Almost four years of congressional work culminated in the Omnibus Trade and Competitiveness Act of 1988, which incorporated and expanded on the broad strategic focus of the Young Commission.
Economic policy in the 1990s followed the outlines of the competitiveness strategy. Presidents Bush and Clinton reduced deficits to improve the climate for investment, supported higher standards for K-12 education, and actively negotiated trade agreements. Clinton added an aggressive approach to promoting U.S. exports. Bush provided initial funding for thetechnology initiatives created by Congress in 1988, and Clinton sought sharply increased funding for technology programs, added impetus to the 1980s initiatives designed to speed the transfer of technologies from universities and the national laboratories to the commercial market, and actively promoted the spread of the Internet. Beyond education, Clinton emphasized training and lifelong learning as necessary to prepare Americans for an era of rapid change and global competition.
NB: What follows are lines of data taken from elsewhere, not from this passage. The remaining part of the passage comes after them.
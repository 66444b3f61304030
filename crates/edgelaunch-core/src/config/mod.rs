mod dirs;
mod policy;
mod settings;
mod snapshot;
mod validation;

pub use dirs::Directories;
pub use policy::{PolicyFile, PolicyState};
pub use settings::{Settings, SettingsFile};
pub use snapshot::ConfigSnapshot;
pub use validation::warn_unknown_fields;
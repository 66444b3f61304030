//! edgelaunch daemon: hosts one overlay controller behind a Unix socket.
//!
//! Control clients (the `edgelaunch` CLI) issue the command surface. A host
//! client stands in for the platform and reports broadcasts, strip touches and
//! permission changes. Edits to the settings and entries files are picked up
//! by a file watcher.

pub(crate) mod config_watcher;
pub mod error;
pub(crate) mod handlers;
pub mod server;
pub(crate) mod session;

pub use error::{DaemonError, Result};
pub use server::{DaemonOptions, DaemonState, run};
pub use session::{Session, SessionId};
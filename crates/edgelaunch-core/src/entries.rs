//! Entry tree persisted as `entries.json`.

use std::path::{Path, PathBuf};

use edgelaunch_types::Entry;
use serde::{Deserialize, Serialize};
use tracing::debug;

use crate::host::{EntrySource, TransactionContext};
use crate::{Error, Result};

const ENTRIES_VERSION: u32 = 1;

#[derive(Debug, Clone, Default, Serialize, Deserialize)]
struct EntriesDocument {
    #[serde(default = "default_version")]
    version: u32,
    #[serde(default)]
    entries: Vec<Entry>,
}

fn default_version() -> u32 {
    ENTRIES_VERSION
}

/// `EntrySource` reading the whole tree from one JSON file per transaction.
#[derive(Debug, Clone)]
pub struct JsonEntryStore {
    path: PathBuf,
}

impl JsonEntryStore {
    #[must_use]
    pub fn new(path: PathBuf) -> Self {
        Self { path }
    }

    #[must_use]
    pub fn path(&self) -> &Path {
        &self.path
    }

    /// Replace the stored tree.
    ///
    /// # Errors
    ///
    /// Returns an error if the tree contains virtual folders or the file
    /// cannot be written.
    pub fn save(&self, entries: &[Entry]) -> Result<()> {
        validate_persisted(entries)?;
        if let Some(parent) = self.path.parent() {
            std::fs::create_dir_all(parent)?;
        }
        let document = EntriesDocument {
            version: ENTRIES_VERSION,
            entries: entries.to_vec(),
        };
        std::fs::write(&self.path, serde_json::to_string_pretty(&document)?)?;
        Ok(())
    }

    fn read_document(&self) -> Result<EntriesDocument> {
        if !self.path.exists() {
            debug!("No entries file at {}, starting empty", self.path.display());
            return Ok(EntriesDocument::default());
        }
        let content = std::fs::read_to_string(&self.path)?;
        let document: EntriesDocument = serde_json::from_str(&content)
            .map_err(|e| Error::DataSource(format!("{}: {e}", self.path.display())))?;
        if document.version > ENTRIES_VERSION {
            return Err(Error::DataSource(format!(
                "unsupported entries version {}",
                document.version
            )));
        }
        validate_persisted(&document.entries)?;
        Ok(document)
    }
}

/// Virtual folders exist only at runtime.
fn validate_persisted(entries: &[Entry]) -> Result<()> {
    for entry in entries {
        if entry.is_virtual() {
            return Err(Error::DataSource(format!(
                "virtual folder '{}' in persisted tree",
                entry.name()
            )));
        }
        validate_persisted(entry.children())?;
    }
    Ok(())
}

struct Snapshot {
    document: EntriesDocument,
}

impl TransactionContext for Snapshot {
    fn load_root_content(&self) -> Result<Vec<Entry>> {
        Ok(self.document.entries.clone())
    }
}

impl EntrySource for JsonEntryStore {
    fn with_transaction(
        &self,
        f: &mut dyn FnMut(&dyn TransactionContext) -> Result<()>,
    ) -> Result<()> {
        let snapshot = Snapshot {
            document: self.read_document()?,
        };
        f(&snapshot)
    }
}
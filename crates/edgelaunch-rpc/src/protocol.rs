//! JSON-RPC 2.0 protocol types.
//!
//! Message envelopes, error codes and the typed parameters of every method
//! the overlay daemon understands.

use serde::{Deserialize, Serialize};
use serde_json::Value;

use edgelaunch_types::{LifecycleState, Orientation, TouchEvent};

pub const JSONRPC_VERSION: &str = "2.0";
pub const PARSE_ERROR: i32 = -32700;
pub const INVALID_REQUEST: i32 = -32600;
pub const METHOD_NOT_FOUND: i32 = -32601;
pub const INVALID_PARAMS: i32 = -32602;
pub const INTERNAL_ERROR: i32 = -32603;
pub const NOT_REGISTERED: i32 = -32000;
pub const ALREADY_REGISTERED: i32 = -32001;
pub const HOST_REQUIRED: i32 = -32002;
pub const TRIGGER_FAILED: i32 = -32010;

/// Method names understood by the daemon
pub mod methods {
    pub const REGISTER: &str = "register";
    pub const STATUS: &str = "status";
    pub const LICENSES: &str = "licenses";
    pub const SHUTDOWN: &str = "shutdown";

    pub const SCREEN_ON: &str = "screen_on";
    pub const SCREEN_OFF: &str = "screen_off";
    pub const CONFIGURATION_CHANGED: &str = "configuration_changed";
    pub const STRIP_TOUCH: &str = "strip_touch";
    pub const STRIP_FOCUS_LOST: &str = "strip_focus_lost";
    pub const LAUNCHER_FINISHED: &str = "launcher_finished";
    pub const SET_PERMISSION: &str = "set_permission";
}

/// JSON-RPC 2.0 Request ID
#[derive(Debug, Clone, PartialEq, Eq, Hash, Serialize, Deserialize)]
#[serde(untagged)]
pub enum RequestId {
    Number(u64),
    String(String),
}

impl std::fmt::Display for RequestId {
    fn fmt(&self, f: &mut std::fmt::Formatter<'_>) -> std::fmt::Result {
        match self {
            RequestId::Number(n) => write!(f, "{n}"),
            RequestId::String(s) => f.write_str(s),
        }
    }
}

impl From<u64> for RequestId {
    fn from(n: u64) -> Self {
        RequestId::Number(n)
    }
}

/// JSON-RPC 2.0 Request. Without an `id` it is a notification.
#[derive(Debug, Clone, Serialize, Deserialize)]
pub struct Request {
    pub jsonrpc: String,
    pub method: String,
    #[serde(skip_serializing_if = "Option::is_none")]
    pub params: Option<Value>,
    #[serde(skip_serializing_if = "Option::is_none")]
    pub id: Option<RequestId>,
}

impl Request {
    #[must_use]
    pub fn new(method: impl Into<String>, params: Option<Value>, id: RequestId) -> Self {
        Self {
            jsonrpc: JSONRPC_VERSION.to_string(),
            method: method.into(),
            params,
            id: Some(id),
        }
    }

    #[must_use]
    pub fn notification(method: impl Into<String>, params: Option<Value>) -> Self {
        Self {
            jsonrpc: JSONRPC_VERSION.to_string(),
            method: method.into(),
            params,
            id: None,
        }
    }
}

/// JSON-RPC 2.0 Response
#[derive(Debug, Clone, Serialize, Deserialize)]
pub struct Response {
    pub jsonrpc: String,
    #[serde(skip_serializing_if = "Option::is_none")]
    pub result: Option<Value>,
    #[serde(skip_serializing_if = "Option::is_none")]
    pub error: Option<RpcError>,
    pub id: RequestId,
}

impl Response {
    #[must_use]
    pub fn success(id: RequestId, result: Value) -> Self {
        Self {
            jsonrpc: JSONRPC_VERSION.to_string(),
            result: Some(result),
            error: None,
            id,
        }
    }

    #[must_use]
    pub fn error(id: RequestId, error: RpcError) -> Self {
        Self {
            jsonrpc: JSONRPC_VERSION.to_string(),
            result: None,
            error: Some(error),
            id,
        }
    }
}

/// JSON-RPC 2.0 Error object
#[derive(Debug, Clone, PartialEq, Serialize, Deserialize)]
pub struct RpcError {
    pub code: i32,
    pub message: String,
    #[serde(skip_serializing_if = "Option::is_none")]
    pub data: Option<Value>,
}

impl RpcError {
    #[must_use]
    pub fn new(code: i32, message: impl Into<String>) -> Self {
        Self {
            code,
            message: message.into(),
            data: None,
        }
    }

    #[must_use]
    pub fn parse_error() -> Self {
        Self::new(PARSE_ERROR, "Parse error")
    }

    #[must_use]
    pub fn invalid_request() -> Self {
        Self::new(INVALID_REQUEST, "Invalid Request")
    }

    #[must_use]
    pub fn method_not_found() -> Self {
        Self::new(METHOD_NOT_FOUND, "Method not found")
    }

    #[must_use]
    pub fn invalid_params(message: impl Into<String>) -> Self {
        Self::new(INVALID_PARAMS, message)
    }

    #[must_use]
    pub fn internal_error(message: impl Into<String>) -> Self {
        Self::new(INTERNAL_ERROR, message)
    }

    #[must_use]
    pub fn not_registered() -> Self {
        Self::new(NOT_REGISTERED, "Not registered")
    }

    #[must_use]
    pub fn already_registered() -> Self {
        Self::new(ALREADY_REGISTERED, "Already registered")
    }

    #[must_use]
    pub fn host_required() -> Self {
        Self::new(HOST_REQUIRED, "Host client required")
    }

    /// A controller trigger ran but failed; `state` is where it left the overlay.
    #[must_use]
    pub fn trigger_failed(message: impl Into<String>, state: LifecycleState) -> Self {
        Self {
            code: TRIGGER_FAILED,
            message: message.into(),
            data: serde_json::to_value(TransitionResult { state }).ok(),
        }
    }
}

impl std::fmt::Display for RpcError {
    fn fmt(&self, f: &mut std::fmt::Formatter<'_>) -> std::fmt::Result {
        write!(f, "RPC error {}: {}", self.code, self.message)
    }
}

impl std::error::Error for RpcError {}

/// Any frame on the wire
#[derive(Debug, Clone, Serialize, Deserialize)]
#[serde(untagged)]
pub enum Message {
    Request(Request),
    Response(Response),
}

impl Message {
    #[must_use]
    pub fn is_notification(&self) -> bool {
        matches!(self, Message::Request(r) if r.id.is_none())
    }
}

/// Client role for registration
#[derive(Debug, Clone, PartialEq, Eq, Serialize, Deserialize)]
#[serde(tag = "type", rename_all = "snake_case")]
pub enum ClientRole {
    /// Issues commands and queries status
    Control,

    /// The platform side: forwards broadcasts, strip touches and
    /// permission changes
    Host { name: String },
}

impl ClientRole {
    #[must_use]
    pub fn is_host(&self) -> bool {
        matches!(self, ClientRole::Host { .. })
    }
}

#[derive(Debug, Clone, Serialize, Deserialize)]
pub struct RegisterParams {
    pub role: ClientRole,
}

#[derive(Debug, Clone, Serialize, Deserialize)]
pub struct RegisterResult {
    pub session_id: String,
}

/// Result of every state-changing method
#[derive(Debug, Clone, Copy, PartialEq, Eq, Serialize, Deserialize)]
pub struct TransitionResult {
    pub state: LifecycleState,
}

#[derive(Debug, Clone, Copy, Serialize, Deserialize)]
pub struct ConfigurationChangedParams {
    pub orientation: Orientation,
}

#[derive(Debug, Clone, Copy, Serialize, Deserialize)]
pub struct StripTouchParams {
    pub event: TouchEvent,
}

#[derive(Debug, Clone, Copy, Serialize, Deserialize)]
pub struct SetPermissionParams {
    pub granted: bool,
}
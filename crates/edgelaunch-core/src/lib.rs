//! Overlay lifecycle for an edge-activated launcher.
//!
//! A thin activation strip stays attached to one screen edge. Touching it
//! opens the launcher window, which receives the rest of the gesture until it
//! finishes. [`OverlayController`] owns that state machine; the host platform
//! is reached only through the traits in [`host`].

pub mod activation;
pub mod config;
pub mod controller;
pub mod entries;
mod error;
pub mod events;
pub mod geometry;
pub mod headless;
pub mod host;
pub mod license;
pub mod service;
pub mod shaper;
pub mod status;
mod utils;

#[cfg(test)]
mod tests;

pub use activation::{ActivationWindowHandle, ActivationWindowManager};
pub use config::{ConfigSnapshot, Directories, PolicyFile, Settings, SettingsFile};
pub use controller::{ACTIVATION_VIBRATION, OverlayController};
pub use entries::JsonEntryStore;
pub use error::{Error, Result};
pub use events::{EventBus, Subscription};
pub use host::{DisplayMetrics, Host};
pub use service::OverlayService;
//! In-process host used by the daemon and the test suites.
//!
//! Windows are bookkeeping entries, the launcher view records the touches it
//! receives and finishes when a gesture ends.

use std::collections::BTreeMap;
use std::sync::atomic::{AtomicBool, AtomicU64, AtomicUsize, Ordering};
use std::sync::{Arc, Mutex, MutexGuard, PoisonError};
use std::time::Duration;

use edgelaunch_types::{Point, Rect, StatusNotice, TouchAction, TouchEvent};
use tracing::{debug, info};

use crate::config::ConfigSnapshot;
use crate::host::{
    DisplayMetrics, LauncherView, LauncherViewFactory, PermissionCheck, StatusIndicator,
    Vibrator, ViewStatus, WindowId, WindowSpec, WindowSystem,
};
use crate::{Error, Result};

fn lock<T>(mutex: &Mutex<T>) -> MutexGuard<'_, T> {
    mutex.lock().unwrap_or_else(PoisonError::into_inner)
}

pub struct HeadlessWindowSystem {
    metrics: Mutex<DisplayMetrics>,
    next_id: AtomicU64,
    live: Mutex<BTreeMap<WindowId, WindowSpec>>,
    fail_adds: AtomicBool,
    fail_removals: AtomicBool,
}

impl HeadlessWindowSystem {
    #[must_use]
    pub fn new(metrics: DisplayMetrics) -> Self {
        Self {
            metrics: Mutex::new(metrics),
            next_id: AtomicU64::new(1),
            live: Mutex::new(BTreeMap::new()),
            fail_adds: AtomicBool::new(false),
            fail_removals: AtomicBool::new(false),
        }
    }

    /// Simulate a rotation or resolution change.
    pub fn set_display(&self, metrics: DisplayMetrics) {
        *lock(&self.metrics) = metrics;
    }

    pub fn set_fail_adds(&self, fail: bool) {
        self.fail_adds.store(fail, Ordering::SeqCst);
    }

    /// Make every removal report an error after detaching the window.
    pub fn set_fail_removals(&self, fail: bool) {
        self.fail_removals.store(fail, Ordering::SeqCst);
    }

    #[must_use]
    pub fn live_windows(&self) -> usize {
        lock(&self.live).len()
    }

    #[must_use]
    pub fn live_launchers(&self) -> usize {
        lock(&self.live).values().filter(|s| s.is_launcher()).count()
    }

    /// Touch targets of all attached strips
    #[must_use]
    pub fn strips(&self) -> Vec<Rect> {
        lock(&self.live)
            .values()
            .filter_map(|spec| match spec {
                WindowSpec::Strip { touch_target, .. } => Some(*touch_target),
                WindowSpec::Launcher => None,
            })
            .collect()
    }
}

impl WindowSystem for HeadlessWindowSystem {
    fn display(&self) -> DisplayMetrics {
        *lock(&self.metrics)
    }

    fn add_window(&self, spec: &WindowSpec) -> Result<WindowId> {
        if self.fail_adds.load(Ordering::SeqCst) {
            return Err(Error::Window("window manager refused the window".into()));
        }
        let id = WindowId(self.next_id.fetch_add(1, Ordering::SeqCst));
        lock(&self.live).insert(id, spec.clone());
        Ok(id)
    }

    fn remove_window(&self, id: WindowId) -> Result<()> {
        let removed = lock(&self.live).remove(&id);
        if removed.is_none() {
            return Err(Error::Window(format!("window {} not attached", id.0)));
        }
        if self.fail_removals.load(Ordering::SeqCst) {
            return Err(Error::Window(format!("window {} detached with errors", id.0)));
        }
        Ok(())
    }
}

/// Shared log of the touches delivered to headless launcher views
pub type TouchLog = Arc<Mutex<Vec<TouchEvent>>>;

pub struct HeadlessLauncherView {
    origin: Point,
    config: Option<Arc<ConfigSnapshot>>,
    log: TouchLog,
}

impl HeadlessLauncherView {
    fn record(&self, event: TouchEvent) -> ViewStatus {
        lock(&self.log).push(event);
        if event.action.ends_gesture() {
            ViewStatus::Finished
        } else {
            ViewStatus::Active
        }
    }
}

impl LauncherView for HeadlessLauncherView {
    fn initialize(&mut self, config: Arc<ConfigSnapshot>) {
        self.config = Some(config);
    }

    fn auto_start(&mut self, event: &TouchEvent) -> ViewStatus {
        let entries = self.config.as_ref().map_or(0, |c| c.entries().len());
        debug!("Launcher opened at ({}, {}) showing {entries} entries", event.x, event.y);
        self.record(*event)
    }

    fn handle_touch_event(&mut self, action: TouchAction, x: f32, y: f32) -> ViewStatus {
        self.record(TouchEvent::new(action, x, y))
    }

    fn origin_on_screen(&self) -> Point {
        self.origin
    }
}

pub struct HeadlessViewFactory {
    origin: Point,
    log: TouchLog,
    created: AtomicUsize,
}

impl HeadlessViewFactory {
    /// Views are placed with their top-left corner at `origin`.
    #[must_use]
    pub fn new(origin: Point) -> Self {
        Self {
            origin,
            log: TouchLog::default(),
            created: AtomicUsize::new(0),
        }
    }

    #[must_use]
    pub fn touch_log(&self) -> Vec<TouchEvent> {
        lock(&self.log).clone()
    }

    #[must_use]
    pub fn created(&self) -> usize {
        self.created.load(Ordering::SeqCst)
    }
}

impl LauncherViewFactory for HeadlessViewFactory {
    fn create(&self) -> Box<dyn LauncherView> {
        self.created.fetch_add(1, Ordering::SeqCst);
        Box::new(HeadlessLauncherView {
            origin: self.origin,
            config: None,
            log: Arc::clone(&self.log),
        })
    }
}

/// Permission flag flipped by the host
#[derive(Debug)]
pub struct SharedPermission(AtomicBool);

impl SharedPermission {
    #[must_use]
    pub fn new(granted: bool) -> Self {
        Self(AtomicBool::new(granted))
    }

    pub fn set(&self, granted: bool) {
        self.0.store(granted, Ordering::SeqCst);
    }
}

impl PermissionCheck for SharedPermission {
    fn has_overlay_permission(&self) -> bool {
        self.0.load(Ordering::SeqCst)
    }
}

/// Vibrator that only logs; an absent one reports `Error::Vibration`.
#[derive(Debug)]
pub struct LogVibrator {
    available: bool,
    pulses: AtomicUsize,
}

impl LogVibrator {
    #[must_use]
    pub fn new(available: bool) -> Self {
        Self {
            available,
            pulses: AtomicUsize::new(0),
        }
    }

    #[must_use]
    pub fn pulses(&self) -> usize {
        self.pulses.load(Ordering::SeqCst)
    }
}

impl Vibrator for LogVibrator {
    fn vibrate(&self, duration: Duration) -> Result<()> {
        if !self.available {
            return Err(Error::Vibration("no vibrator on this device".into()));
        }
        self.pulses.fetch_add(1, Ordering::SeqCst);
        debug!("Vibrate {}ms", duration.as_millis());
        Ok(())
    }
}

/// Status indicator that logs and keeps the latest notice
#[derive(Debug, Default)]
pub struct LogStatusIndicator {
    latest: Mutex<Option<StatusNotice>>,
    published: AtomicUsize,
}

impl LogStatusIndicator {
    #[must_use]
    pub fn latest(&self) -> Option<StatusNotice> {
        lock(&self.latest).clone()
    }

    #[must_use]
    pub fn published(&self) -> usize {
        self.published.load(Ordering::SeqCst)
    }
}

impl StatusIndicator for LogStatusIndicator {
    fn publish(&self, notice: &StatusNotice) {
        info!(
            "Status: {} - {} [{}]",
            notice.title,
            notice.text,
            notice.action.label()
        );
        self.published.fetch_add(1, Ordering::SeqCst);
        *lock(&self.latest) = Some(notice.clone());
    }
}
How much did the competitiveness strategy’s focus on long-term productivity growth contribute to the prosperity of the 1990s? Corporate investment rose sharply. Millions of Americans took advantage of new opportunities for education and training. Small manufacturers nationwide sought advice from government-supported manufacturing extension centers on everything from plant layouts to new technologies. By the end of the 1990s, Americans were referring to the Goldilocks economy, in which everything was just right.
The government’s competitiveness strategy did not stand alone. Corporate America became much more efficient and more innovative in the 1980s. Just as corporations were poised to grow in the 1990s, information technology and the Internet created attractive investment opportunities. A series of what economists call favorable supply shocks, including lower oil prices and a strong currency, combined to help keep inflation low.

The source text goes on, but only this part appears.